Periprothetische Infektion: Herausforderung für Betroffene und Gesundheitssystem

DOI: https://doi.org/10.47184/td.2024.01.04

Eine periprothetische Infektion ist die schwerwiegendste Komplikation in der Endoprothetik, denn es resultieren hieraus nicht selten langfristige Krankheitsverläufe, die sowohl Patient:innen als auch das Gesundheitssystem vor eine große Herausforderung stellen. Das bisher größte Problem liegt in der Diagnostik, da es keinen eindeutigen Parameter gibt, mit dem eine periprothetische Infektion sicher nachgewiesen bzw. ausgeschlossen werden kann. Dies kann zu Fehldiagnosen führen und verhindern, dass Patient:innen eine adäquate Therapie erhalten.

Schlüsselwörter: Totalendoprothese, TEP, PJI, MSIS, IDSA, ICM, EBJIS, Mikrobiologie, Sonikation

Nach Angaben des aktuellen Jahresberichtes des Endoprothesenregisters Deutschland (EPRD) werden in der BRD inzwischen über 300.000 endoprothetische Eingriffe pro Jahr durchgeführt (Tab. 1).

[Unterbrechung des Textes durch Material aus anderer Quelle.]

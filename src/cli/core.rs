//! Core CLI dispatch, errors, and shell context helpers.

use std::{io, path::PathBuf};

use dialoguer::{theme::ColorfulTheme, Confirm};
use strsim::levenshtein;
use thiserror::Error;

use invitation_config::{manager::default_base_dir, ConfigError, ConfigManager};
use invitation_core::{EditorSession, LocaleDateFormatter};
use invitation_domain::{FieldDefinition, TemplateDefinition};
use invitation_storage_json::{JsonSessionStore, StorageError};

use super::commands::CommandTable;
use super::output;
pub use crate::cli::shell_context::{CliMode, ShellContext};
use crate::StudioError;

#[derive(Debug, Clone, Copy, PartialEq, Eq)]
pub(crate) enum LoopControl {
    Continue,
    Exit,
}

pub type CommandResult = Result<(), CommandError>;

#[derive(Debug, Error)]
pub enum CommandError {
    #[error("No session open. Use `new`, `load-template` or `open` first.")]
    NoSession,
    #[error("{0}")]
    InvalidArguments(String),
    #[error("{0}")]
    Message(String),
    #[error(transparent)]
    Io(#[from] io::Error),
    #[error(transparent)]
    Serde(#[from] serde_json::Error),
    #[error(transparent)]
    Config(#[from] ConfigError),
    #[error(transparent)]
    Storage(#[from] StorageError),
    #[error(transparent)]
    Studio(#[from] StudioError),
    #[error(transparent)]
    Dialoguer(#[from] dialoguer::Error),
    #[error("exit requested")]
    ExitRequested,
}

const SUGGESTION_DISTANCE: usize = 3;

impl ShellContext {
    pub fn new(mode: CliMode) -> Result<Self, StudioError> {
        Self::with_base_dir(mode, default_base_dir())
    }

    /// Builds a context whose config and sessions live under `base`.
    pub fn with_base_dir(mode: CliMode, base: PathBuf) -> Result<Self, StudioError> {
        let config_manager = ConfigManager::with_base_dir(base.clone())?;
        let config = config_manager.load()?;
        output::set_color_enabled(config.ui_color_enabled && mode == CliMode::Interactive);
        let store = JsonSessionStore::new(config.resolve_sessions_dir(&base))?;

        Ok(ShellContext {
            mode,
            commands: CommandTable::builtin(),
            base_dir: base,
            config_manager,
            config,
            store,
            template: None,
            session: None,
            session_name: None,
            running: true,
        })
    }

    pub(crate) fn prompt(&self) -> String {
        match (&self.template, &self.session_name) {
            (Some(template), Some(name)) => format!("studio [{}:{}]> ", template.id, name),
            (Some(template), None) => format!("studio [{}]> ", template.id),
            _ => "studio> ".to_string(),
        }
    }

    pub(crate) fn dispatch(
        &mut self,
        command: &str,
        args: &[&str],
    ) -> Result<LoopControl, CommandError> {
        if let Some(handler) = self.commands.find(command).map(|entry| entry.handler) {
            match handler(self, args) {
                Ok(()) => Ok(LoopControl::Continue),
                Err(CommandError::ExitRequested) => Ok(LoopControl::Exit),
                Err(err) => Err(err),
            }
        } else {
            self.suggest_command(command);
            Ok(LoopControl::Continue)
        }
    }

    pub(crate) fn suggest_command(&self, input: &str) {
        output::warning(format!(
            "Unknown command `{}`. Type `help` to see available commands.",
            input
        ));
        if let Some(best) = closest(self.commands.names(), input) {
            output::hint(format!("Did you mean `{}`?", best));
        }
    }

    /// Warns about an unknown field key and points at the closest known one.
    pub(crate) fn suggest_field(&self, input: &str) {
        output::warning(format!("Unknown field `{}`.", input));
        let Some(session) = self.session.as_ref() else {
            return;
        };
        let keys = session.fields().iter().map(|field| field.key.as_str());
        if let Some(best) = closest(keys, input) {
            output::hint(format!("Did you mean `{}`?", best));
        }
    }

    pub(crate) fn confirm(&self, prompt: &str) -> Result<bool, CommandError> {
        if self.mode == CliMode::Script {
            return Ok(true);
        }
        Confirm::with_theme(&ColorfulTheme::default())
            .with_prompt(prompt)
            .default(false)
            .interact()
            .map_err(CommandError::from)
    }

    pub(crate) fn confirm_exit(&self) -> Result<bool, StudioError> {
        if self.mode == CliMode::Script {
            return Ok(true);
        }
        Confirm::with_theme(&ColorfulTheme::default())
            .with_prompt("Exit shell?")
            .default(true)
            .interact()
            .map_err(StudioError::from)
    }

    pub(crate) fn report_error(&self, err: CommandError) -> Result<(), StudioError> {
        match err {
            CommandError::ExitRequested => Ok(()),
            CommandError::InvalidArguments(message) => {
                output::error(message);
                output::hint("Use `help <command>` for usage details.");
                Ok(())
            }
            CommandError::NoSession => {
                output::error(CommandError::NoSession);
                output::hint("Try `new` to start from the demo template.");
                Ok(())
            }
            other => {
                output::error(other);
                Ok(())
            }
        }
    }

    pub(crate) fn session(&self) -> Result<&EditorSession, CommandError> {
        self.session.as_ref().ok_or(CommandError::NoSession)
    }

    pub(crate) fn session_mut(&mut self) -> Result<&mut EditorSession, CommandError> {
        self.session.as_mut().ok_or(CommandError::NoSession)
    }

    /// Looks up `key` in the open session, printing a suggestion when unknown.
    pub(crate) fn field(&self, key: &str) -> Result<FieldDefinition, CommandError> {
        match self.session()?.definition(key) {
            Some(definition) => Ok(definition.clone()),
            None => {
                self.suggest_field(key);
                Err(CommandError::InvalidArguments(format!(
                    "Field `{}` is not part of this template.",
                    key
                )))
            }
        }
    }

    pub(crate) fn start_session(&mut self, template: TemplateDefinition, session: EditorSession) {
        self.template = Some(template);
        self.session = Some(session);
        self.session_name = None;
    }

    /// Date formatter honoring the configured locale and fallback text.
    pub(crate) fn formatter(&self) -> LocaleDateFormatter {
        let formatter = LocaleDateFormatter::for_locale_tag(&self.config.locale);
        match &self.config.date_fallback {
            Some(fallback) => formatter.with_fallback(fallback.as_str()),
            None => formatter,
        }
    }

    pub(crate) fn persist_config(&self) -> CommandResult {
        self.config_manager.save(&self.config)?;
        Ok(())
    }

    #[cfg(test)]
    pub(crate) fn process_line(&mut self, line: &str) -> Result<LoopControl, CommandError> {
        crate::cli::shell::handle_line(self, line)
    }
}

fn closest<'a>(candidates: impl Iterator<Item = &'a str>, input: &str) -> Option<&'a str> {
    let needle = input.to_ascii_lowercase();
    candidates
        .map(|candidate| (levenshtein(&candidate.to_ascii_lowercase(), &needle), candidate))
        .filter(|(distance, _)| *distance <= SUGGESTION_DISTANCE)
        .min_by_key(|(distance, _)| *distance)
        .map(|(_, candidate)| candidate)
}
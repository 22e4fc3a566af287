//! Field definitions exposed by the customizer.

use std::{fmt, str::FromStr};

use serde::{Deserialize, Serialize};

use crate::{section::SectionId, value::FieldValue};

/// Editing mode of the customizer.
#[derive(Clone, Copy, Debug, PartialEq, Eq, Hash, Serialize, Deserialize, Default)]
#[serde(rename_all = "lowercase")]
pub enum FieldMode {
    /// Simplified editor showing only the essentials.
    #[default]
    Basic,
    /// Every field of every active section.
    Full,
}

/// Text that names no editing mode.
#[derive(Clone, Debug, PartialEq, Eq)]
pub struct UnknownFieldMode(pub String);

impl fmt::Display for UnknownFieldMode {
    fn fmt(&self, f: &mut fmt::Formatter<'_>) -> fmt::Result {
        write!(f, "unknown field mode `{}`", self.0)
    }
}

impl std::error::Error for UnknownFieldMode {}

impl FromStr for FieldMode {
    type Err = UnknownFieldMode;

    fn from_str(value: &str) -> Result<Self, Self::Err> {
        match value.trim().to_ascii_lowercase().as_str() {
            "basic" | "basico" | "básico" => Ok(FieldMode::Basic),
            "full" | "completo" | "advanced" => Ok(FieldMode::Full),
            _ => Err(UnknownFieldMode(value.to_string())),
        }
    }
}

impl FieldMode {
    pub fn as_str(self) -> &'static str {
        match self {
            FieldMode::Basic => "basic",
            FieldMode::Full => "full",
        }
    }
}

/// Shape of the value a field holds; drives input parsing and empty values.
#[derive(Clone, Copy, Debug, PartialEq, Eq, Hash, Serialize, Deserialize)]
#[serde(rename_all = "snake_case")]
pub enum FieldKind {
    Text,
    LongText,
    Date,
    Time,
    Url,
    Image,
    Toggle,
    Gallery,
    StoryMoments,
}

impl FieldKind {
    pub fn empty_value(self) -> FieldValue {
        match self {
            FieldKind::Toggle => FieldValue::Toggle(false),
            FieldKind::Gallery => FieldValue::Gallery(Vec::new()),
            FieldKind::StoryMoments => FieldValue::Moments(Vec::new()),
            _ => FieldValue::Text(String::new()),
        }
    }

    pub fn is_collection(self) -> bool {
        matches!(self, FieldKind::Gallery | FieldKind::StoryMoments)
    }
}

/// Describes a single editable data key.
///
/// Keys are global: one definition per key even when several sections read it.
#[derive(Clone, Debug, PartialEq, Serialize, Deserialize)]
pub struct FieldDefinition {
    pub key: String,
    pub section: SectionId,
    pub label: String,
    #[serde(default)]
    pub placeholder: String,
    pub kind: FieldKind,
    #[serde(default = "FieldDefinition::default_mode")]
    pub mode: FieldMode,
}

impl FieldDefinition {
    pub fn new(
        key: impl Into<String>,
        section: SectionId,
        label: impl Into<String>,
        kind: FieldKind,
    ) -> Self {
        Self {
            key: key.into(),
            section,
            label: label.into(),
            placeholder: String::new(),
            kind,
            mode: FieldMode::Full,
        }
    }

    pub fn with_placeholder(mut self, placeholder: impl Into<String>) -> Self {
        self.placeholder = placeholder.into();
        self
    }

    pub fn basic(mut self) -> Self {
        self.mode = FieldMode::Basic;
        self
    }

    pub fn is_basic(&self) -> bool {
        self.mode == FieldMode::Basic
    }

    pub fn empty_value(&self) -> FieldValue {
        self.kind.empty_value()
    }

    fn default_mode() -> FieldMode {
        FieldMode::Full
    }
}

Tab. 1: Aus dem aktuellen Jahresbericht des EPRD sieht man im Verlauf der Jahre eine stetig steigende Anzahl an Endoprothesenimplantationen und auch von Folgeoperationen. Die Zahlen beinhalten Hüft- und Knie-TEP-Implantationen [2].

 

2018

2019

2020

2021

2022

Primärversorgungen

272.455

285.700

263.000

277.512

314.909

Folgeeingriffe

31.271

33.457

32.057

32.654

32.793

Infolge steigender Zahlen ist auch eine Zunahme von Revisionsoperationen zu erwarten [1]. Gemäß dem EPRD war im Jahre 2022 nach Primärimplantation einer Hüft-Totalendoprothese (TEP) die aseptische Lockerung (22,7 %) der häufigste Grund für eine Revisionsoperation, gefolgt von periprothetischer Infektion (Prosthetic Joint Infection, PJI) (16,4 %) und periprothetischen Frakturen (15,9 %) [2] (Abb. 1).

Die Inzidenz einer PJI beträgt in den ersten zwei Jahren nach Primärimplantation einer Hüft-TEP bzw. Schulter-TEP weniger als 1 %, einer Knie-TEP weniger als 2 % und einer Ellbogenprothese weniger als 9 % [3]. Sollte eine Revisionsoperation nach Hüft-TEP-Implantation nötig sein, so steigt die Inzidenz einer PJI schon auf bis zu 5 % [4–6]. Revisionen aufgrund einer PJI (am Beispiel Hüft-TEP) sind im Vergleich zu aseptischen Lockerungen und periprothetischen Frakturen nahezu doppelt so teuer [7, 8]. Darüber hinaus stellen Komplikatio­nen nach Endoprotheseneingriffen für die meist älteren Patient:innen aufgrund der Konsequenzen eine erhebliche Belastung dar, sodass es essenziell ist, diese frühzeitig auszuschließen bzw. zu erkennen und adäquat zu therapieren.

 

Klassifikation und klinisches Erscheinungsbild

Die Klassifikation einer PJI erfolgt einerseits in Früh- und Spätinfekte, andererseits in akute und chronische Infekte (sog. low-grade Infekte).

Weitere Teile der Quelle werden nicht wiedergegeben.